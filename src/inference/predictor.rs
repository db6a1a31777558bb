//! Single-image prediction against a frozen artifact.

use std::path::Path;
use std::time::Instant;

use burn::prelude::*;
use image::DynamicImage;
use serde::{Deserialize, Serialize};
use tracing::debug;

use crate::backend::{resolve, ComputeBackend, CpuBackend, ResolvedBackend};
use crate::dataset::batcher::LesionBatcher;
use crate::dataset::labels::LesionClass;
use crate::dataset::preprocess::{input_len, load_image, preprocess_image_at};
use crate::model::classifier::LesionClassifier;
use crate::training::checkpoint::{load_checkpoint, read_metadata};
use crate::utils::error::{DermError, Result};
use crate::IMAGE_SIZE;

/// What the inference entrypoints print
#[derive(Debug, Clone, PartialEq, Serialize, Deserialize)]
pub struct Prediction {
    /// Diagnostic code of the arg-max class
    pub predicted_class: String,
    /// Softmax probability of that class
    pub confidence: f32,
}

/// Map a probability vector in label-encoding order to a prediction.
pub fn prediction_from_probabilities(probabilities: &[f32]) -> Result<Prediction> {
    let (index, &confidence) = probabilities
        .iter()
        .enumerate()
        .max_by(|(_, a), (_, b)| a.total_cmp(b))
        .ok_or_else(|| DermError::Inference("empty probability vector".to_string()))?;

    let class = LesionClass::from_index(index)
        .ok_or_else(|| DermError::Inference(format!("class index {} outside the label encoding", index)))?;

    Ok(Prediction {
        predicted_class: class.code().to_string(),
        confidence,
    })
}

/// Loaded model plus the device it runs on
pub struct Predictor<B: Backend> {
    model: LesionClassifier<B>,
    device: B::Device,
    batcher: LesionBatcher,
    image_size: usize,
}

impl<B: Backend> Predictor<B> {
    /// Load the artifact at `path` (stem or `.mpk`) with full validation.
    ///
    /// Images are resized to the side recorded in the sidecar.
    pub fn load(path: &Path, device: &B::Device) -> Result<Self> {
        let model = load_checkpoint::<B>(path, device)?;
        let image_size = read_metadata(path)?.map(|m| m.image_size).unwrap_or(IMAGE_SIZE);
        Ok(Self::from_model(model, device).with_image_size(image_size))
    }

    pub fn from_model(model: LesionClassifier<B>, device: &B::Device) -> Self {
        Self {
            model,
            device: device.clone(),
            batcher: LesionBatcher::new(),
            image_size: IMAGE_SIZE,
        }
    }

    pub fn with_image_size(mut self, image_size: usize) -> Self {
        self.image_size = image_size;
        self.batcher = LesionBatcher::with_image_size(image_size);
        self
    }

    pub fn image_size(&self) -> usize {
        self.image_size
    }

    /// Softmax over classes for one preprocessed image
    pub fn probabilities(&self, input: Vec<f32>) -> Result<Vec<f32>> {
        let expected = input_len(self.image_size);
        if input.len() != expected {
            return Err(DermError::Inference(format!(
                "expected {} input values, got {}",
                expected,
                input.len()
            )));
        }

        let images = self.batcher.images::<B>(vec![input], &self.device);
        self.model
            .forward_softmax(images)
            .into_data()
            .convert::<f32>()
            .to_vec()
            .map_err(|e| DermError::Inference(format!("cannot read probabilities: {:?}", e)))
    }

    pub fn predict_image(&self, image: &DynamicImage) -> Result<Prediction> {
        let start = Instant::now();
        let probabilities = self.probabilities(preprocess_image_at(image, self.image_size))?;
        let prediction = prediction_from_probabilities(&probabilities)?;
        debug!(
            "Predicted {} ({:.4}) in {:.2} ms",
            prediction.predicted_class,
            prediction.confidence,
            start.elapsed().as_secs_f64() * 1000.0
        );
        Ok(prediction)
    }

    pub fn predict_path(&self, path: &Path) -> Result<Prediction> {
        self.predict_image(&load_image(path)?)
    }
}

/// Load `model_path` on the requested backend and classify `image_path`.
pub fn predict(model_path: &Path, image_path: &Path, backend: ComputeBackend) -> Result<Prediction> {
    match resolve(backend) {
        ResolvedBackend::Cpu => {
            Predictor::<CpuBackend>::load(model_path, &Default::default())?.predict_path(image_path)
        }
        #[cfg(feature = "cuda")]
        ResolvedBackend::Gpu => Predictor::<crate::backend::GpuBackend>::load(model_path, &Default::default())?
            .predict_path(image_path),
    }
}

/// [`predict`] rendered as the single-line JSON object printed by the CLI
pub fn predict_json(model_path: &Path, image_path: &Path, backend: ComputeBackend) -> Result<String> {
    let prediction = predict(model_path, image_path, backend)?;
    Ok(serde_json::to_string(&prediction)?)
}
//! Utilities module
//!
//! - `error`: the crate error type
//! - `logging`: tracing subscriber setup
//! - `metrics`: confusion matrix, per-class precision/recall/F1, running averages

pub mod error;
pub mod logging;
pub mod metrics;

pub use error::{DermError, Result};
pub use logging::{init_logging, LogConfig};
pub use metrics::{ConfusionMatrix, Metrics};

/// Format a duration in a human-readable way
pub fn format_duration(seconds: f64) -> String {
    if seconds < 60.0 {
        format!("{:.1}s", seconds)
    } else if seconds < 3600.0 {
        let minutes = (seconds / 60.0).floor();
        let secs = seconds % 60.0;
        format!("{}m {:.0}s", minutes as u32, secs)
    } else {
        let hours = (seconds / 3600.0).floor();
        let minutes = ((seconds % 3600.0) / 60.0).floor();
        format!("{}h {}m", hours as u32, minutes as u32)
    }
}

#[cfg(test)]
mod tests {
    use super::*;

    #[test]
    fn test_format_duration() {
        assert_eq!(format_duration(30.5), "30.5s");
        assert_eq!(format_duration(90.0), "1m 30s");
        assert_eq!(format_duration(3661.0), "1h 1m");
    }
}
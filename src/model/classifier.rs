//! Lesion classifier: ResNet-18 features followed by a fresh linear head.

use std::path::PathBuf;

use burn::{
    config::Config,
    module::Module,
    nn::{Linear, LinearConfig},
    tensor::{activation::softmax, backend::Backend, Tensor},
};
use tracing::info;

use crate::dataset::labels::NUM_CLASSES;
use crate::model::resnet::{load_pretrained, ResNet18, FEATURE_DIM};
use crate::utils::error::DermError;

/// Configuration for the lesion classifier
#[derive(Config, Debug)]
pub struct ClassifierConfig {
    /// Number of output classes (default: 7 for HAM10000)
    #[config(default = "NUM_CLASSES")]
    pub num_classes: usize,

    /// Exclude the feature extractor from gradient updates
    #[config(default = "false")]
    pub freeze_backbone: bool,

    /// torchvision `resnet18` state dict used to initialize the extractor
    pub pretrained_weights: Option<PathBuf>,
}

impl ClassifierConfig {
    /// A frozen extractor must come with pretrained weights.
    pub fn validate(&self) -> crate::utils::error::Result<()> {
        if self.num_classes == 0 {
            return Err(DermError::Config("num_classes must be at least 1".to_string()));
        }
        if self.freeze_backbone && self.pretrained_weights.is_none() {
            return Err(DermError::Config(
                "freeze_backbone requires pretrained_weights".to_string(),
            ));
        }
        Ok(())
    }

    /// Build the model, importing pretrained weights when configured.
    ///
    /// Freezing is applied here for a fresh model. After loading a record use
    /// [`LesionClassifier::apply_freeze`] again, since loading resets it.
    pub fn init<B: Backend>(&self, device: &B::Device) -> crate::utils::error::Result<LesionClassifier<B>> {
        self.validate()?;

        let mut backbone = ResNet18::new(device);
        if let Some(path) = &self.pretrained_weights {
            backbone = load_pretrained(backbone, path, device)?;
        }

        let model = LesionClassifier {
            backbone,
            head: LinearConfig::new(FEATURE_DIM, self.num_classes).init(device),
        };

        Ok(model.apply_freeze(self.freeze_backbone))
    }
}

/// ResNet-18 extractor with a `Linear(512, num_classes)` head
#[derive(Module, Debug)]
pub struct LesionClassifier<B: Backend> {
    pub backbone: ResNet18<B>,
    pub head: Linear<B>,
}

impl<B: Backend> LesionClassifier<B> {
    /// Logits with shape [batch, num_classes]
    pub fn forward(&self, images: Tensor<B, 4>) -> Tensor<B, 2> {
        self.head.forward(self.backbone.forward(images))
    }

    /// Class probabilities with shape [batch, num_classes]
    pub fn forward_softmax(&self, images: Tensor<B, 4>) -> Tensor<B, 2> {
        softmax(self.forward(images), 1)
    }

    /// Output width of the head
    pub fn num_classes(&self) -> usize {
        self.head.weight.dims()[1]
    }

    /// Mark the extractor as not requiring gradients when `freeze` is set
    pub fn apply_freeze(mut self, freeze: bool) -> Self {
        if freeze {
            info!("Freezing feature extractor; only the head is trainable");
            self.backbone = self.backbone.no_grad();
        }
        self
    }
}

#[cfg(test)]
mod tests {
    use super::*;
    use burn::backend::Autodiff;
    use burn::tensor::{Distribution, Int};
    use burn::nn::loss::CrossEntropyLossConfig;
    use burn_ndarray::NdArray;

    type TestBackend = NdArray;
    type TestAutodiffBackend = Autodiff<NdArray>;

    fn small_input<B: Backend>(device: &B::Device) -> Tensor<B, 4> {
        Tensor::random([2, 3, 32, 32], Distribution::Normal(0.0, 1.0), device)
    }

    #[test]
    fn test_default_config() {
        let config = ClassifierConfig::new();
        assert_eq!(config.num_classes, 7);
        assert!(!config.freeze_backbone);
        assert!(config.pretrained_weights.is_none());
    }

    #[test]
    fn test_logits_shape() {
        let device = Default::default();
        let model = ClassifierConfig::new().init::<TestBackend>(&device).unwrap();

        let logits = model.forward(small_input(&device));
        assert_eq!(logits.dims(), [2, NUM_CLASSES]);
        assert_eq!(model.num_classes(), NUM_CLASSES);
    }

    #[test]
    fn test_softmax_rows_sum_to_one() {
        let device = Default::default();
        let model = ClassifierConfig::new().init::<TestBackend>(&device).unwrap();

        let probs = model.forward_softmax(small_input(&device));
        let sums: Vec<f32> = probs.sum_dim(1).into_data().to_vec().unwrap();
        for s in sums {
            assert!((s - 1.0).abs() < 1e-4);
        }
    }

    #[test]
    fn test_zero_classes_rejected() {
        let device = Default::default();
        let result = ClassifierConfig::new().with_num_classes(0).init::<TestBackend>(&device);
        assert!(matches!(result, Err(DermError::Config(_))));
    }

    #[test]
    fn test_freeze_without_weights_rejected() {
        let device = Default::default();
        let config = ClassifierConfig::new().with_freeze_backbone(true);

        assert!(matches!(config.validate(), Err(DermError::Config(_))));
        let result = config.init::<TestBackend>(&device);
        assert!(matches!(result, Err(DermError::Config(_))));
    }

    #[test]
    fn test_missing_weights_file_is_reported() {
        let device = Default::default();
        let result = ClassifierConfig::new()
            .with_freeze_backbone(true)
            .with_pretrained_weights(Some("/nonexistent/resnet18.pth".into()))
            .init::<TestBackend>(&device);
        assert!(matches!(result, Err(DermError::CheckpointMissing(_))));
    }

    fn backward_grads(freeze: bool) -> (bool, bool) {
        let device = Default::default();
        let model = ClassifierConfig::new()
            .init::<TestAutodiffBackend>(&device)
            .unwrap()
            .apply_freeze(freeze);

        let targets = Tensor::<TestAutodiffBackend, 1, Int>::from_ints([1, 4], &device);
        let logits = model.forward(small_input(&device));
        let loss = CrossEntropyLossConfig::new()
            .init(&device)
            .forward(logits, targets);
        let grads = loss.backward();

        let backbone_grad = model.backbone.stem().weight.grad(&grads).is_some();
        let head_grad = model.head.weight.grad(&grads).is_some();
        (backbone_grad, head_grad)
    }

    #[test]
    fn test_frozen_backbone_gets_no_gradient() {
        let (backbone_grad, head_grad) = backward_grads(true);
        assert!(!backbone_grad);
        assert!(head_grad);
    }

    #[test]
    fn test_unfrozen_backbone_gets_gradient() {
        let (backbone_grad, head_grad) = backward_grads(false);
        assert!(backbone_grad);
        assert!(head_grad);
    }
}
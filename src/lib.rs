//! # dermai
//!
//! Dermatoscopic skin-lesion classification with the Burn framework.
//!
//! The crate covers the whole experiment loop for a single operator:
//!
//! - `dataset`: label encoding, metadata parsing, stratified splitting, image
//!   preprocessing and the labeled image source used for training
//! - `model`: ResNet-18 feature extractor with a fresh linear head
//! - `training`: train/validate loop, checkpoint store, evaluator and finalizer
//! - `inference`: single-image prediction against a frozen artifact
//! - `utils`: errors, logging and metrics
//!
//! ## Quick Start
//!
//! ```rust,ignore
//! use dermai::backend::{ComputeBackend, TrainingBackend};
//! use dermai::training::{train, TrainingConfig};
//!
//! let config = TrainingConfig::new(model_config, AdamConfig::new(), "data".into(), "artifacts".into());
//! let outcome = train::<TrainingBackend>(&config, &Default::default())?;
//! let prediction = dermai::inference::predict(
//!     "final_model/dermai_final.mpk".as_ref(),
//!     "lesion.jpg".as_ref(),
//!     ComputeBackend::Auto,
//! )?;
//! ```

pub mod backend;
pub mod dataset;
pub mod inference;
pub mod model;
pub mod training;
pub mod utils;

pub use dataset::labels::{LesionClass, LABEL_ENCODING_VERSION, NUM_CLASSES};
pub use inference::{Prediction, Predictor};
pub use model::classifier::{ClassifierConfig, LesionClassifier};
pub use training::{TrainingConfig, TrainingOutcome};
pub use utils::error::{DermError, Result};
pub use utils::metrics::{ConfusionMatrix, Metrics};

/// Side length of the square network input
pub const IMAGE_SIZE: usize = 224;

/// Fraction of each class held out for validation
pub const VALIDATION_FRACTION: f64 = 0.2;

/// Seed used for splitting, shuffling and augmentation unless overridden
pub const DEFAULT_SEED: u64 = 42;

/// Version of the library
pub const VERSION: &str = env!("CARGO_PKG_VERSION");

→ WORK REQUEST:
All that is wanted is the run of lines from the start of the data through the line containing "let class = LesionClass::from_index(index)", copied word for word.

→ ANSWER SECTION:
filename src/inference/predictor.rs
repository db6a1a31777558bb
//! Single-image prediction against a frozen artifact.

use std::path::Path;
use std::time::Instant;

use burn::prelude::*;
use image::DynamicImage;
use serde::{Deserialize, Serialize};
use tracing::debug;

use crate::backend::{resolve, ComputeBackend, CpuBackend, ResolvedBackend};
use crate::dataset::batcher::LesionBatcher;
use crate::dataset::labels::LesionClass;
use crate::dataset::preprocess::{input_len, load_image, preprocess_image_at};
use crate::model::classifier::LesionClassifier;
use crate::training::checkpoint::{load_checkpoint, read_metadata};
use crate::utils::error::{DermError, Result};
use crate::IMAGE_SIZE;

/// What the inference entrypoints print
#[derive(Debug, Clone, PartialEq, Serialize, Deserialize)]
pub struct Prediction {
    /// Diagnostic code of the arg-max class
    pub predicted_class: String,
    /// Softmax probability of that class
    pub confidence: f32,
}

/// Map a probability vector in label-encoding order to a prediction.
pub fn prediction_from_probabilities(probabilities: &[f32]) -> Result<Prediction> {
    let (index, &confidence) = probabilities
        .iter()
        .enumerate()
        .max_by(|(_, a), (_, b)| a.total_cmp(b))
        .ok_or_else(|| DermError::Inference("empty probability vector".to_string()))?;

    let class = LesionClass::from_index(index)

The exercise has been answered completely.